### Assignment
If a line in the data below holds the word "index", copy it.
━━━━━ Dataset entries
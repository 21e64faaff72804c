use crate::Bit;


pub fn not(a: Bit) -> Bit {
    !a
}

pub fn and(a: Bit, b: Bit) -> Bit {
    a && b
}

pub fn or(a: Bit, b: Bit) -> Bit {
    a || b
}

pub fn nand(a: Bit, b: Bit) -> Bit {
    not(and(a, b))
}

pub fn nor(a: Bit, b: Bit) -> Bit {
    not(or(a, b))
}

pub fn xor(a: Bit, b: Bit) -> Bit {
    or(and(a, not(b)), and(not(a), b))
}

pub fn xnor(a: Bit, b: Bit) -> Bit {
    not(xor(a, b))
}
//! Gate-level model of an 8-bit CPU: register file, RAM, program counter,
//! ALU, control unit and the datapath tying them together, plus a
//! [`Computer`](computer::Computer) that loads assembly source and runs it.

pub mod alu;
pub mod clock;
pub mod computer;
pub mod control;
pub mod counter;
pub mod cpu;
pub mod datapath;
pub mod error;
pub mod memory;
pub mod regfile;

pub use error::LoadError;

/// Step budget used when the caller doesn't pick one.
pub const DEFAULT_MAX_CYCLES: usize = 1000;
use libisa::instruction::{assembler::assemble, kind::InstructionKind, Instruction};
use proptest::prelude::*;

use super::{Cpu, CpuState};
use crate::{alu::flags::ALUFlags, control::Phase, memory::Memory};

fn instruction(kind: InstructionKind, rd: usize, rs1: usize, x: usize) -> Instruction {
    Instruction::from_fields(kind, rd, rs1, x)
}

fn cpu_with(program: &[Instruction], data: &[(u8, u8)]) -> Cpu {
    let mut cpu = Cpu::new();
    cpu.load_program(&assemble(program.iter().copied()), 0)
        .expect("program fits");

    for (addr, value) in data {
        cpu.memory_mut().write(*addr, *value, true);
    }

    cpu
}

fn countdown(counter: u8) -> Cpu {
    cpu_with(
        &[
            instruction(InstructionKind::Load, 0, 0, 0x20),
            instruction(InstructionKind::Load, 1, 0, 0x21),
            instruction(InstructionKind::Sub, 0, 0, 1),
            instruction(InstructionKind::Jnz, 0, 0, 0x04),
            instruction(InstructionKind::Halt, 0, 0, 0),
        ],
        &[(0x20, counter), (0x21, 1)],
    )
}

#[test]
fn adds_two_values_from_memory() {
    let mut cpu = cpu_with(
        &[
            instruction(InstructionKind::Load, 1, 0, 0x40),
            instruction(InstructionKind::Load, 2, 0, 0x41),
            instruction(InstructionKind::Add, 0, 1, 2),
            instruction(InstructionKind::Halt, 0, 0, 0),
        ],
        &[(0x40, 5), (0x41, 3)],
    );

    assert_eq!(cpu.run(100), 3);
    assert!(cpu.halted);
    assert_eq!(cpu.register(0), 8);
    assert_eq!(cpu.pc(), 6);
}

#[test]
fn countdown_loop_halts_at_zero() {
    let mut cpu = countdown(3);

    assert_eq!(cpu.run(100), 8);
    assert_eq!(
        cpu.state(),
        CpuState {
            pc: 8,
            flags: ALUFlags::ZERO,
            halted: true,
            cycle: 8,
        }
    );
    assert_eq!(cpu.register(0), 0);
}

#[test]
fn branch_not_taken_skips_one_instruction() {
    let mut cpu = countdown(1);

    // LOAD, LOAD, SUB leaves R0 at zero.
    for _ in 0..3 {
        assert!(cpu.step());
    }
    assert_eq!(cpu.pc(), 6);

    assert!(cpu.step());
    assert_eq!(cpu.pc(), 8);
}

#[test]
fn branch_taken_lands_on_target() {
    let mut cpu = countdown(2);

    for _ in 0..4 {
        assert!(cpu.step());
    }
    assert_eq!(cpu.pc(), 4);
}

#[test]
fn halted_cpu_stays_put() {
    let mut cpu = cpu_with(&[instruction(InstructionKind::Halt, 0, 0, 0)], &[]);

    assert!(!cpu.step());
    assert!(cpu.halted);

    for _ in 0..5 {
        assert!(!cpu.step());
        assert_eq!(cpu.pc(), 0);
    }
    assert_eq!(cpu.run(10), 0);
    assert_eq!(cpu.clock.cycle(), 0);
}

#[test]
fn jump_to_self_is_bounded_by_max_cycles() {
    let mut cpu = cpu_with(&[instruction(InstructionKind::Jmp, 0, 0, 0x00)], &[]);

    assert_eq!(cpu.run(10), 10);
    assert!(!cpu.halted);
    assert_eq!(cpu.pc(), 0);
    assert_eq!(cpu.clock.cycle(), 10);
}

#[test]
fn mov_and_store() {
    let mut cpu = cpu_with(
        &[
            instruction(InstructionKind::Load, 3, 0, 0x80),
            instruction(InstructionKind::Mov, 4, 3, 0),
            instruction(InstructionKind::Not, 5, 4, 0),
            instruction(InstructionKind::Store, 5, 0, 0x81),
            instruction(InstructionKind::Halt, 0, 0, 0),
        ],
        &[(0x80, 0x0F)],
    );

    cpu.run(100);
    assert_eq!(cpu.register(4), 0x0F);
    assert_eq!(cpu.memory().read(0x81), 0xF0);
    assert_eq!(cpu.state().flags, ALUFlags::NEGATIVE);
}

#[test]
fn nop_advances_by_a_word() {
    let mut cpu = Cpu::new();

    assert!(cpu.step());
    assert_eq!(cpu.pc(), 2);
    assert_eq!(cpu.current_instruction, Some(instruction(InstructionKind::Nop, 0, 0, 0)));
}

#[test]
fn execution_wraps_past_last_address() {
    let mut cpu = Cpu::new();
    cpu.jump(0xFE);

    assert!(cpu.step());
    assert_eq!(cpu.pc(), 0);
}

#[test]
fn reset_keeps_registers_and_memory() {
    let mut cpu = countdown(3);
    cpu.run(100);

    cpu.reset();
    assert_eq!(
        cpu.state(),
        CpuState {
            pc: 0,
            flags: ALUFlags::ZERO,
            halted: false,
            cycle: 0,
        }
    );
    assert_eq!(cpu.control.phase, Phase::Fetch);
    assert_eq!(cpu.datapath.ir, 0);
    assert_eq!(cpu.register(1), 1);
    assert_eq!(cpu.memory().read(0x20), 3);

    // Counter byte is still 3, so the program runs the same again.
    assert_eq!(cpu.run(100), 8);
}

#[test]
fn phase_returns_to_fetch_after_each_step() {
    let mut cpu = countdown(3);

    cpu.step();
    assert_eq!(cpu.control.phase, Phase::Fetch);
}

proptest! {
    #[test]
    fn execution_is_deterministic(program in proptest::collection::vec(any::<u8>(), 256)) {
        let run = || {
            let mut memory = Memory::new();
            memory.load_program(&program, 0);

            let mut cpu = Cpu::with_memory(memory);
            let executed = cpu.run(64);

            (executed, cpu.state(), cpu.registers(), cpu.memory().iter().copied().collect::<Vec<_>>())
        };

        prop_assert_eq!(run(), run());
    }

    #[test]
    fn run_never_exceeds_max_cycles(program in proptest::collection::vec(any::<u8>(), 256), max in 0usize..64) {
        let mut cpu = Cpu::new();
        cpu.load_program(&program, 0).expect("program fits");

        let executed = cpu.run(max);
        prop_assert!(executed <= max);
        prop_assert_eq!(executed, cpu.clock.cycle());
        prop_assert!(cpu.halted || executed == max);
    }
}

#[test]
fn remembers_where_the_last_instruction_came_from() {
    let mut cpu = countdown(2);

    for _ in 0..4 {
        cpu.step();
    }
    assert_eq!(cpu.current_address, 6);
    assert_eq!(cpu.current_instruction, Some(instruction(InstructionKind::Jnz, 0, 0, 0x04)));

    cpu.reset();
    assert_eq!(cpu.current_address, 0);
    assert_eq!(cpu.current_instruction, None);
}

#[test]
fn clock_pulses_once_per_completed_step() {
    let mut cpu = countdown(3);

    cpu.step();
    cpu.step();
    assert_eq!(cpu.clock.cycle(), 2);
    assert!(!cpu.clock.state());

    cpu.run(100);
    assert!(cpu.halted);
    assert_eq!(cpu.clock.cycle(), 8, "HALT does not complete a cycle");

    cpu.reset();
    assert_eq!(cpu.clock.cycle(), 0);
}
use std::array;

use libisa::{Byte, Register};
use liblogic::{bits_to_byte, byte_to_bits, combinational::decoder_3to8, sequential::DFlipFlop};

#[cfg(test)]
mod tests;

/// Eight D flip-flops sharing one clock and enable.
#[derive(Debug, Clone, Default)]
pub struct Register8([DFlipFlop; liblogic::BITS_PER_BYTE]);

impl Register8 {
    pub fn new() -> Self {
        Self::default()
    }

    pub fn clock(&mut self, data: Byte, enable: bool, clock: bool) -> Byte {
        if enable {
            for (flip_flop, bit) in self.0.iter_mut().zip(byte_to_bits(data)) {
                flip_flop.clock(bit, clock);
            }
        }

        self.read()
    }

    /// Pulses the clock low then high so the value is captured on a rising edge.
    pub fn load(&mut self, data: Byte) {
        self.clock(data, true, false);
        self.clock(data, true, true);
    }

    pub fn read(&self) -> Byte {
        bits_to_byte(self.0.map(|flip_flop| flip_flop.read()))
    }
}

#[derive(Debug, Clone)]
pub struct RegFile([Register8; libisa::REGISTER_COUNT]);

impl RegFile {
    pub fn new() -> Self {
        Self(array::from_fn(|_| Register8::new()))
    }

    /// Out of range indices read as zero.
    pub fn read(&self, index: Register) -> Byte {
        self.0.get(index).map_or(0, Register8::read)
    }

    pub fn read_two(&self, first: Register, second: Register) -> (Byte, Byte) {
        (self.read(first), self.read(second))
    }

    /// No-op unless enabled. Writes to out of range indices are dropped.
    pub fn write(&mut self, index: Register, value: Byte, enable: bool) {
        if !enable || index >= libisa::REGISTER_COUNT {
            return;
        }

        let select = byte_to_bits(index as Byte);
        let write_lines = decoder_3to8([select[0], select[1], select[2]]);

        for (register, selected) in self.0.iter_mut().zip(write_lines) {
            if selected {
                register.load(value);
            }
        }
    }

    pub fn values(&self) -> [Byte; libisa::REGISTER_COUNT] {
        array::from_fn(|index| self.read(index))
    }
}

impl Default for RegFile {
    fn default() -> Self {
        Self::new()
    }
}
━━━━━━━━━━
━━━━━ Dataset entries
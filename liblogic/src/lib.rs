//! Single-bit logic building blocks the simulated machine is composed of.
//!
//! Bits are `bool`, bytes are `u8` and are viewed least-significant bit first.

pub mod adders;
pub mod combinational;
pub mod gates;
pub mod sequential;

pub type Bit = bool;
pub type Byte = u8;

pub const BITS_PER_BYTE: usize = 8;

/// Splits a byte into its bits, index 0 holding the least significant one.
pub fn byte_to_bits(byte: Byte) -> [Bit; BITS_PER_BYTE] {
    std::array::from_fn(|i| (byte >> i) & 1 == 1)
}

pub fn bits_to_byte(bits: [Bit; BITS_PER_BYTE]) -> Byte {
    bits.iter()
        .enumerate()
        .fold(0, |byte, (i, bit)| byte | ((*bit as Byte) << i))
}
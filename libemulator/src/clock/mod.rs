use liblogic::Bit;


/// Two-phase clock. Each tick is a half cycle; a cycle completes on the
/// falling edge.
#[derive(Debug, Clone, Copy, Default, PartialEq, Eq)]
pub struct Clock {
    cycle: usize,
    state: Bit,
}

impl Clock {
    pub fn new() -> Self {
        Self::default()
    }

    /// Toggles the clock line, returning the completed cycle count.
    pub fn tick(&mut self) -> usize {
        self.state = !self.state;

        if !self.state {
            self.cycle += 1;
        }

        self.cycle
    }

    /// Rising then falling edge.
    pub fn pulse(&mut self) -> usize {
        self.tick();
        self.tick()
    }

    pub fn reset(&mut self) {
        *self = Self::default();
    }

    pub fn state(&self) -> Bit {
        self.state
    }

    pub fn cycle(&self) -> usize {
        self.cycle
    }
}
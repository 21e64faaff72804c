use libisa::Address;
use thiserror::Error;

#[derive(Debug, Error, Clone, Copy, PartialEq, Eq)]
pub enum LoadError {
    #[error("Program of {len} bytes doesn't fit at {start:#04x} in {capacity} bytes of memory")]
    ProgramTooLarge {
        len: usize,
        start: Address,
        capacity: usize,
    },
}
━━━━━━━━━━
━━━━━ Dataset entries
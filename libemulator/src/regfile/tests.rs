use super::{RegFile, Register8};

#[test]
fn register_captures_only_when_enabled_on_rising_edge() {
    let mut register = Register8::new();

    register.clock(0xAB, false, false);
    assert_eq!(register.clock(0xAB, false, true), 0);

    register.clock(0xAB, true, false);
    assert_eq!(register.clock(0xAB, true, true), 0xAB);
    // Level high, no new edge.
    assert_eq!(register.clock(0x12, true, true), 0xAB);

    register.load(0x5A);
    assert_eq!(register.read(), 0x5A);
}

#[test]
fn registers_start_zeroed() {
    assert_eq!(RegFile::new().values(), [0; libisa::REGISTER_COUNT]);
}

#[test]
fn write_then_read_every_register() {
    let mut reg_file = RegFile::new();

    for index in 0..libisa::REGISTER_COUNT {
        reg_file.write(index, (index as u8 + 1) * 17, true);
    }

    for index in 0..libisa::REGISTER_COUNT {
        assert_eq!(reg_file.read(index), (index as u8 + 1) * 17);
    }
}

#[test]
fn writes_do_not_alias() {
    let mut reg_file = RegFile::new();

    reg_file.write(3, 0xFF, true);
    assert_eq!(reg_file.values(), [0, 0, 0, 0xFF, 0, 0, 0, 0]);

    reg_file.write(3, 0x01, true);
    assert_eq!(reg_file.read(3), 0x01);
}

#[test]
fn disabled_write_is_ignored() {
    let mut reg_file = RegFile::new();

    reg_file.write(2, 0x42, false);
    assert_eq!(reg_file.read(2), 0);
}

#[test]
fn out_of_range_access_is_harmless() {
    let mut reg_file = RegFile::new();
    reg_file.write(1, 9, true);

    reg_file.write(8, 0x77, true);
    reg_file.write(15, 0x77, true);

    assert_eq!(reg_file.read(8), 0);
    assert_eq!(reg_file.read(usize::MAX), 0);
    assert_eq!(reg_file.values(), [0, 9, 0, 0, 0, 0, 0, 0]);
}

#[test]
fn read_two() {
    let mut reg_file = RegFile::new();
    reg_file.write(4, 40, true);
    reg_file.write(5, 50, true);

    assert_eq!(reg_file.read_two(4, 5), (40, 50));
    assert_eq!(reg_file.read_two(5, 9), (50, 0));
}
━━━━━━━━━━
### Exercise response
    pub fn read(&self, index: Register) -> Byte {
        self.0.get(index).map_or(0, Register8::read)
    pub fn write(&mut self, index: Register, value: Byte, enable: bool) {
        if !enable || index >= libisa::REGISTER_COUNT {
        let select = byte_to_bits(index as Byte);
        array::from_fn(|index| self.read(index))
/// Splits a byte into its bits, index 0 holding the least significant one.
    for index in 0..libisa::REGISTER_COUNT {
        reg_file.write(index, (index as u8 + 1) * 17, true);
    for index in 0..libisa::REGISTER_COUNT {
        assert_eq!(reg_file.read(index), (index as u8 + 1) * 17);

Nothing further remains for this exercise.